◆ **Records for this exercise**
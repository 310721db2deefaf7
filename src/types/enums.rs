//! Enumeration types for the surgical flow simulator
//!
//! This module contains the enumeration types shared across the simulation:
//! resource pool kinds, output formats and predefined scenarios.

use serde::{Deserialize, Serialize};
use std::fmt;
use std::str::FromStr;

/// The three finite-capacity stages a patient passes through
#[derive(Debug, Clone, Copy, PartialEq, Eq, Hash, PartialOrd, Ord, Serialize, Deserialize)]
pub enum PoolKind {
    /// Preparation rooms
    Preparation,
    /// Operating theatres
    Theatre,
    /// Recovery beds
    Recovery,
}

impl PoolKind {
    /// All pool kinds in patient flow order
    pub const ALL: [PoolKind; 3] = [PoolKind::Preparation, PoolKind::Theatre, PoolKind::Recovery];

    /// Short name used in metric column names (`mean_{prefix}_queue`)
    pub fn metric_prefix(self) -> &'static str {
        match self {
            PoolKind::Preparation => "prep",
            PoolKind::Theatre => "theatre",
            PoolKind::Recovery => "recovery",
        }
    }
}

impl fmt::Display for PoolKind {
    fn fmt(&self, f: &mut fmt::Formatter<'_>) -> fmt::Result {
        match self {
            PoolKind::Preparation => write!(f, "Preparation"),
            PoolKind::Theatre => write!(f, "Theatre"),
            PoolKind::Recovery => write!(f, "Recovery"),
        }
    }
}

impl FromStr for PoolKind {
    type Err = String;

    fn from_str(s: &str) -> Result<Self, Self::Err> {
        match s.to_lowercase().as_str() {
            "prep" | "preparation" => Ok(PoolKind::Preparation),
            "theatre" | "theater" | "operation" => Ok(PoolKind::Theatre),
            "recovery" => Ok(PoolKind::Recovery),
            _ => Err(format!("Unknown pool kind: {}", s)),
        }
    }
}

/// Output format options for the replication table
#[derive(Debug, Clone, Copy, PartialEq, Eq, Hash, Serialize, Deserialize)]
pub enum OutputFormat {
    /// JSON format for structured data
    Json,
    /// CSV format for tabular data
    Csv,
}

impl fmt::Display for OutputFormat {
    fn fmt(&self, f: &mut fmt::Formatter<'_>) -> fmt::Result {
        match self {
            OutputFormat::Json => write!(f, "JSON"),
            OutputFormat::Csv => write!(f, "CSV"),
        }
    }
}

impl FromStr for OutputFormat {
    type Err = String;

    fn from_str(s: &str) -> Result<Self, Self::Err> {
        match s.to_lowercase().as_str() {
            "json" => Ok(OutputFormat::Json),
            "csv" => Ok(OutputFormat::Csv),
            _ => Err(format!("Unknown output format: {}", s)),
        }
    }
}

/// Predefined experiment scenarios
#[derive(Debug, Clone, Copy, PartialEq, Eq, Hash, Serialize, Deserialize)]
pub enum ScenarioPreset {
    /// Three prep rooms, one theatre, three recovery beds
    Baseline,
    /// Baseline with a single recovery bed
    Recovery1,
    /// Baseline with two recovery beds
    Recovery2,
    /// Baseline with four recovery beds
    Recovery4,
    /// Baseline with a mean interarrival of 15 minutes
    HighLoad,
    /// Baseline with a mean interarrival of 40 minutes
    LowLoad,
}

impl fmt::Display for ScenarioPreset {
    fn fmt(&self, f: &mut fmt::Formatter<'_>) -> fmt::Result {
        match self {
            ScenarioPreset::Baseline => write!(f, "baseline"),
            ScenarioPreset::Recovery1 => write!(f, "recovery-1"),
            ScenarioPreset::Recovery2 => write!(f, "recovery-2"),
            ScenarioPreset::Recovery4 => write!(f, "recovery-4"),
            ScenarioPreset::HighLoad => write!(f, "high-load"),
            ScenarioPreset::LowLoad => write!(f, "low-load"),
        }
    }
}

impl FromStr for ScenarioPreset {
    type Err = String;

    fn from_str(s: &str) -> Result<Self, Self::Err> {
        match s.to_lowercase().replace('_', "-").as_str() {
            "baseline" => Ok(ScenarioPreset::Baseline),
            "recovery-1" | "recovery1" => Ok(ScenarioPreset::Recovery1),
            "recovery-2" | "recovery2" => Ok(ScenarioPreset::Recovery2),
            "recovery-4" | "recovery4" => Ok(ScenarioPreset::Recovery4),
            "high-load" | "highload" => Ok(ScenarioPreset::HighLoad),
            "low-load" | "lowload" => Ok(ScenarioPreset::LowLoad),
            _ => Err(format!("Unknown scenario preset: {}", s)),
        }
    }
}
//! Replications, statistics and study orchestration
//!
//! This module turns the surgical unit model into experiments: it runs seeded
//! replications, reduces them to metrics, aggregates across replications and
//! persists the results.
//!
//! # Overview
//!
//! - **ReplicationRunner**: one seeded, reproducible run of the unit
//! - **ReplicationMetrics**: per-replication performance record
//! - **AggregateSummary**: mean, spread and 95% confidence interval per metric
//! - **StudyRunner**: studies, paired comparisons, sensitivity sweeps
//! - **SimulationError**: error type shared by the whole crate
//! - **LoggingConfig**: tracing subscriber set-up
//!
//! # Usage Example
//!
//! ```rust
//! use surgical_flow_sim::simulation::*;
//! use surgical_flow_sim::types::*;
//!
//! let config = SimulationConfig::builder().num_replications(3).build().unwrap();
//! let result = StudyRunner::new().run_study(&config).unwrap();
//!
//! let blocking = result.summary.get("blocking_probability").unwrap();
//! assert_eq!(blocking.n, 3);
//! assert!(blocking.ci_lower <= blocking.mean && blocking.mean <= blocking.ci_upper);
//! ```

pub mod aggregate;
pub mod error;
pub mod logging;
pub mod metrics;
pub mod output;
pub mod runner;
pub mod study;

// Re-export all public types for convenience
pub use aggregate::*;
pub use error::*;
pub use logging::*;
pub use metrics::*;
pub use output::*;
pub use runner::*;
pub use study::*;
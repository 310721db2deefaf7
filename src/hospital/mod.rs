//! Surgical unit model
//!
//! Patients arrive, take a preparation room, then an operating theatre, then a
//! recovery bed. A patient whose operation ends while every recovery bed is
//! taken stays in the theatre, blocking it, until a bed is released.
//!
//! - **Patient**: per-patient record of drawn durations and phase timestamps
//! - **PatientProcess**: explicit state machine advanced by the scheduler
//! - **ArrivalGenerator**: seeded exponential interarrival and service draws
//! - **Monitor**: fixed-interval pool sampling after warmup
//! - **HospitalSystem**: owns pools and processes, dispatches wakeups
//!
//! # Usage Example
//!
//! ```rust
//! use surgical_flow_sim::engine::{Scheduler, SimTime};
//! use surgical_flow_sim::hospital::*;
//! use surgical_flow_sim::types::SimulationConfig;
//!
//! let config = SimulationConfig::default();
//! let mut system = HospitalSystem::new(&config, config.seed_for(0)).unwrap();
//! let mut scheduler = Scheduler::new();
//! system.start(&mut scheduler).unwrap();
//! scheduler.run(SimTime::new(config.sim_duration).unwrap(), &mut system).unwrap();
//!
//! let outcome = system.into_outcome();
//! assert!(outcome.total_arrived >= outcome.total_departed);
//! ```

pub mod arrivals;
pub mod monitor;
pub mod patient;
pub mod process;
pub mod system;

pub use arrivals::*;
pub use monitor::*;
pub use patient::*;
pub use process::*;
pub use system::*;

◆ **Task requirements**
Retype, exactly as written, everything from the first line of the data above through the line containing "impl FromStr for PoolKind". Nothing else should appear.

◆ **Answer box**
repository 310721db2deefaf7
filename src/types/enums.rs
//! Enumeration types for the surgical flow simulator
//!
//! This module contains the enumeration types shared across the simulation:
//! resource pool kinds, output formats and predefined scenarios.

use serde::{Deserialize, Serialize};
use std::fmt;
use std::str::FromStr;

/// The three finite-capacity stages a patient passes through
#[derive(Debug, Clone, Copy, PartialEq, Eq, Hash, PartialOrd, Ord, Serialize, Deserialize)]
pub enum PoolKind {
    /// Preparation rooms
    Preparation,
    /// Operating theatres
    Theatre,
    /// Recovery beds
    Recovery,
}

impl PoolKind {
    /// All pool kinds in patient flow order
    pub const ALL: [PoolKind; 3] = [PoolKind::Preparation, PoolKind::Theatre, PoolKind::Recovery];

    /// Short name used in metric column names (`mean_{prefix}_queue`)
    pub fn metric_prefix(self) -> &'static str {
        match self {
            PoolKind::Preparation => "prep",
            PoolKind::Theatre => "theatre",
            PoolKind::Recovery => "recovery",
        }
    }
}

impl fmt::Display for PoolKind {
    fn fmt(&self, f: &mut fmt::Formatter<'_>) -> fmt::Result {
        match self {
            PoolKind::Preparation => write!(f, "Preparation"),
            PoolKind::Theatre => write!(f, "Theatre"),
            PoolKind::Recovery => write!(f, "Recovery"),
        }
    }
}

impl FromStr for PoolKind {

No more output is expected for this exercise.